▶ **EXERCISE DIRECTIONS**: Please transcribe the data that follows, keeping every line exact.

Saved entries:
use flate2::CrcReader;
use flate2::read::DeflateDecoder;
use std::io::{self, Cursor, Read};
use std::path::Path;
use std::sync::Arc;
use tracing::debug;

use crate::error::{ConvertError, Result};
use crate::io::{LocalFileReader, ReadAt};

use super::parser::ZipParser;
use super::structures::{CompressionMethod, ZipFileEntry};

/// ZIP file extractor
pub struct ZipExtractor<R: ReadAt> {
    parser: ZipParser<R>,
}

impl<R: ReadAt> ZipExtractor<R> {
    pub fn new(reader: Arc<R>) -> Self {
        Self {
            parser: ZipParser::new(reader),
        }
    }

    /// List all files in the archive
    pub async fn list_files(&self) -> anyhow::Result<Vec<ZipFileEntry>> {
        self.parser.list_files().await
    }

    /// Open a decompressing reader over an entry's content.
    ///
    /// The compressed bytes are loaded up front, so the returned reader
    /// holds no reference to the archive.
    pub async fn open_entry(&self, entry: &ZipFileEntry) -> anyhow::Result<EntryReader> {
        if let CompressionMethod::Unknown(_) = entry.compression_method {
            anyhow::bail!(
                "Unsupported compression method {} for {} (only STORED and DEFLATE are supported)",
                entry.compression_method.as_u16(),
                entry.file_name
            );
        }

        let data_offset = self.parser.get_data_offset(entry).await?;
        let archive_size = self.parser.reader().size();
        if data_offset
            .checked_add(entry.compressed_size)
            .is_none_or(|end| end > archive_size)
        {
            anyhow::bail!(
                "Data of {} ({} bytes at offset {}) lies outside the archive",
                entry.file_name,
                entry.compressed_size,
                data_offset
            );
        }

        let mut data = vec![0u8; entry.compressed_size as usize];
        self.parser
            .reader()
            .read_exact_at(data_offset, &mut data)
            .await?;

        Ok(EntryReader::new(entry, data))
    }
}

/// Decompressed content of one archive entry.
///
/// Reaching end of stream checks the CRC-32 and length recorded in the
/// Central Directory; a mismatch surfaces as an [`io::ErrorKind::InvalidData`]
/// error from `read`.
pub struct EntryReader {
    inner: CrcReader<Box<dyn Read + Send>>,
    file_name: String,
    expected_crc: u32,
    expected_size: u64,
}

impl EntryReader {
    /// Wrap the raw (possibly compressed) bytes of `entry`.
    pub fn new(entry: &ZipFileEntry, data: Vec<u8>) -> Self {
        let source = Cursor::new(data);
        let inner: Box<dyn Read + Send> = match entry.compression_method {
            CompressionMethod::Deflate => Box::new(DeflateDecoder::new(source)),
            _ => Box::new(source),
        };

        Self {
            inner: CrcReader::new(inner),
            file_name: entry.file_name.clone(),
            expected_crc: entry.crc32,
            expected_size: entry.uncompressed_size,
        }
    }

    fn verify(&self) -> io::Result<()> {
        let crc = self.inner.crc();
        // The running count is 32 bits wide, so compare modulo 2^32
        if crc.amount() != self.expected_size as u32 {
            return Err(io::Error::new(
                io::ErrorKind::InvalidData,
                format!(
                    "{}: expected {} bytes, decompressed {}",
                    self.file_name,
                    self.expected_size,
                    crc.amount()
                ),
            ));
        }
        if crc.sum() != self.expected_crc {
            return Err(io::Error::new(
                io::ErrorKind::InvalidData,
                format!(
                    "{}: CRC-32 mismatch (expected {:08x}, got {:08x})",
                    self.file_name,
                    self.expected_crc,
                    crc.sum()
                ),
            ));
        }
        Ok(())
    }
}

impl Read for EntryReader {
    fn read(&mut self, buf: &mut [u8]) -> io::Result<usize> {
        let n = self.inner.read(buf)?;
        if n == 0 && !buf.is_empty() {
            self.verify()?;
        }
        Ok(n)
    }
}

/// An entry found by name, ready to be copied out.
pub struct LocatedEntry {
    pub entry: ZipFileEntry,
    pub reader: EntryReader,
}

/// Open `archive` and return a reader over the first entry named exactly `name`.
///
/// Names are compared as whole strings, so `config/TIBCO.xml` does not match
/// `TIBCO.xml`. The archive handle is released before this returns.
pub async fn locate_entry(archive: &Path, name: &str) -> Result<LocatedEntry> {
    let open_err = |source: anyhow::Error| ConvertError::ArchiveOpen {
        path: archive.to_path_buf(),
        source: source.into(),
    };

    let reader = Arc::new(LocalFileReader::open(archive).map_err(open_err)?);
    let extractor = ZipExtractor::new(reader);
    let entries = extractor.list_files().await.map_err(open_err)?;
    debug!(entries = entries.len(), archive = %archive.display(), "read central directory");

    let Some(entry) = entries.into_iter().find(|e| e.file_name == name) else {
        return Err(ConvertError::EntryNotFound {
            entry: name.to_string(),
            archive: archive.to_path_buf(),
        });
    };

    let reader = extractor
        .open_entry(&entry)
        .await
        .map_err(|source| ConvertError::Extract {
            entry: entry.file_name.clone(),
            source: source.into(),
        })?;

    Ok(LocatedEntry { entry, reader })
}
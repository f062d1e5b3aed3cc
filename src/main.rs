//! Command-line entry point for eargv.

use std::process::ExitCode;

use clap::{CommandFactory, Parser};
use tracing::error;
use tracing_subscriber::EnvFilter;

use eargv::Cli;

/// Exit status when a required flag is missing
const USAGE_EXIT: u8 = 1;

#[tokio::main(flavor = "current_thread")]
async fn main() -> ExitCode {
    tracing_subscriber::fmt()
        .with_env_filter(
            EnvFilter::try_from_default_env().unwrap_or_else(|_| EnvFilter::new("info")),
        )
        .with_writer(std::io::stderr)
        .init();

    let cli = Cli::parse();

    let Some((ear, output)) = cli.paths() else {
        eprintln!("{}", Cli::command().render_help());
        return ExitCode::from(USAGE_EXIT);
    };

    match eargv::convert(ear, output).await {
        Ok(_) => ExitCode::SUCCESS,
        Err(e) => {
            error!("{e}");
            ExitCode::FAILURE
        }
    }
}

▶ **WRITTEN RESPONSE**:
use flate2::CrcReader;
use flate2::read::DeflateDecoder;
use std::io::{self, Cursor, Read};
use std::path::Path;
use std::sync::Arc;
use tracing::debug;

use crate::error::{ConvertError, Result};
use crate::io::{LocalFileReader, ReadAt};

use super::parser::ZipParser;
use super::structures::{CompressionMethod, ZipFileEntry};

/// ZIP file extractor
pub struct ZipExtractor<R: ReadAt> {
    parser: ZipParser<R>,
}

impl<R: ReadAt> ZipExtractor<R> {
    pub fn new(reader: Arc<R>) -> Self {
        Self {
            parser: ZipParser::new(reader),
        }
    }

    /// List all files in the archive
    pub async fn list_files(&self) -> anyhow::Result<Vec<ZipFileEntry>> {
        self.parser.list_files().await
    }

    /// Open a decompressing reader over an entry's content.
    ///
    /// The compressed bytes are loaded up front, so the returned reader
    /// holds no reference to the archive.
    pub async fn open_entry(&self, entry: &ZipFileEntry) -> anyhow::Result<EntryReader> {
        if let CompressionMethod::Unknown(_) = entry.compression_method {
            anyhow::bail!(
                "Unsupported compression method {} for {} (only STORED and DEFLATE are supported)",
                entry.compression_method.as_u16(),
                entry.file_name
            );
        }

        let data_offset = self.parser.get_data_offset(entry).await?;
        let archive_size = self.parser.reader().size();
        if data_offset
            .checked_add(entry.compressed_size)
            .is_none_or(|end| end > archive_size)
        {
            anyhow::bail!(
                "Data of {} ({} bytes at offset {}) lies outside the archive",
                entry.file_name,
                entry.compressed_size,
                data_offset
            );
        }

        let mut data = vec![0u8; entry.compressed_size as usize];
        self.parser
            .reader()
            .read_exact_at(data_offset, &mut data)
            .await?;

        Ok(EntryReader::new(entry, data))
    }
}

/// Decompressed content of one archive entry.
///
/// Reaching end of stream checks the CRC-32 and length recorded in the
/// Central Directory; a mismatch surfaces as an [`io::ErrorKind::InvalidData`]
/// error from `read`.
pub struct EntryReader {
    inner: CrcReader<Box<dyn Read + Send>>,
    file_name: String,
    expected_crc: u32,
    expected_size: u64,
}

impl EntryReader {
    /// Wrap the raw (possibly compressed) bytes of `entry`.
    pub fn new(entry: &ZipFileEntry, data: Vec<u8>) -> Self {
        let source = Cursor::new(data);
        let inner: Box<dyn Read + Send> = match entry.compression_method {
            CompressionMethod::Deflate => Box::new(DeflateDecoder::new(source)),
            _ => Box::new(source),
        };

        Self {
            inner: CrcReader::new(inner),
            file_name: entry.file_name.clone(),
            expected_crc: entry.crc32,
            expected_size: entry.uncompressed_size,
        }
    }

    fn verify(&self) -> io::Result<()> {
        let crc = self.inner.crc();
        // The running count is 32 bits wide, so compare modulo 2^32
        if crc.amount() != self.expected_size as u32 {
            return Err(io::Error::new(
                io::ErrorKind::InvalidData,
                format!(
                    "{}: expected {} bytes, decompressed {}",
                    self.file_name,
                    self.expected_size,
                    crc.amount()
                ),
            ));
        }
        if crc.sum() != self.expected_crc {
            return Err(io::Error::new(
                io::ErrorKind::InvalidData,
                format!(
                    "{}: CRC-32 mismatch (expected {:08x}, got {:08x})",
                    self.file_name,
                    self.expected_crc,
                    crc.sum()
                ),
            ));
        }
        Ok(())
    }
}

impl Read for EntryReader {
    fn read(&mut self, buf: &mut [u8]) -> io::Result<usize> {
        let n = self.inner.read(buf)?;
        if n == 0 && !buf.is_empty() {
            self.verify()?;
        }
        Ok(n)
    }
}

/// An entry found by name, ready to be copied out.
pub struct LocatedEntry {
    pub entry: ZipFileEntry,
    pub reader: EntryReader,
}

/// Open `archive` and return a reader over the first entry named exactly `name`.
///
/// Names are compared as whole strings, so `config/TIBCO.xml` does not match
/// `TIBCO.xml`. The archive handle is released before this returns.
pub async fn locate_entry(archive: &Path, name: &str) -> Result<LocatedEntry> {
    let open_err = |source: anyhow::Error| ConvertError::ArchiveOpen {
        path: archive.to_path_buf(),
        source: source.into(),
    };

    let reader = Arc::new(LocalFileReader::open(archive).map_err(open_err)?);
    let extractor = ZipExtractor::new(reader);
    let entries = extractor.list_files().await.map_err(open_err)?;
    debug!(entries = entries.len(), archive = %archive.display(), "read central directory");

    let Some(entry) = entries.into_iter().find(|e| e.file_name == name) else {
        return Err(ConvertError::EntryNotFound {
            entry: name.to_string(),
            archive: archive.to_path_buf(),
        });
    };

    let reader = extractor
        .open_entry(&entry)
        .await
        .map_err(|source| ConvertError::Extract {
            entry: entry.file_name.clone(),
            source: source.into(),
        })?;

    Ok(LocatedEntry { entry, reader })
}
repository f062d1e5b3aed3cc
filename src/main.rs
//! Command-line entry point for eargv.

use std::process::ExitCode;

use clap::{CommandFactory, Parser};
use tracing::error;
use tracing_subscriber::EnvFilter;

use eargv::Cli;

/// Exit status when a required flag is missing
const USAGE_EXIT: u8 = 1;

#[tokio::main(flavor = "current_thread")]
async fn main() -> ExitCode {
    tracing_subscriber::fmt()
        .with_env_filter(
            EnvFilter::try_from_default_env().unwrap_or_else(|_| EnvFilter::new("info")),
        )
        .with_writer(std::io::stderr)
        .init();

    let cli = Cli::parse();

    let Some((ear, output)) = cli.paths() else {
        eprintln!("{}", Cli::command().render_help());
        return ExitCode::from(USAGE_EXIT);
    };

    match eargv::convert(ear, output).await {
        Ok(_) => ExitCode::SUCCESS,
        Err(e) => {
            error!("{e}");
            ExitCode::FAILURE
        }
    }
}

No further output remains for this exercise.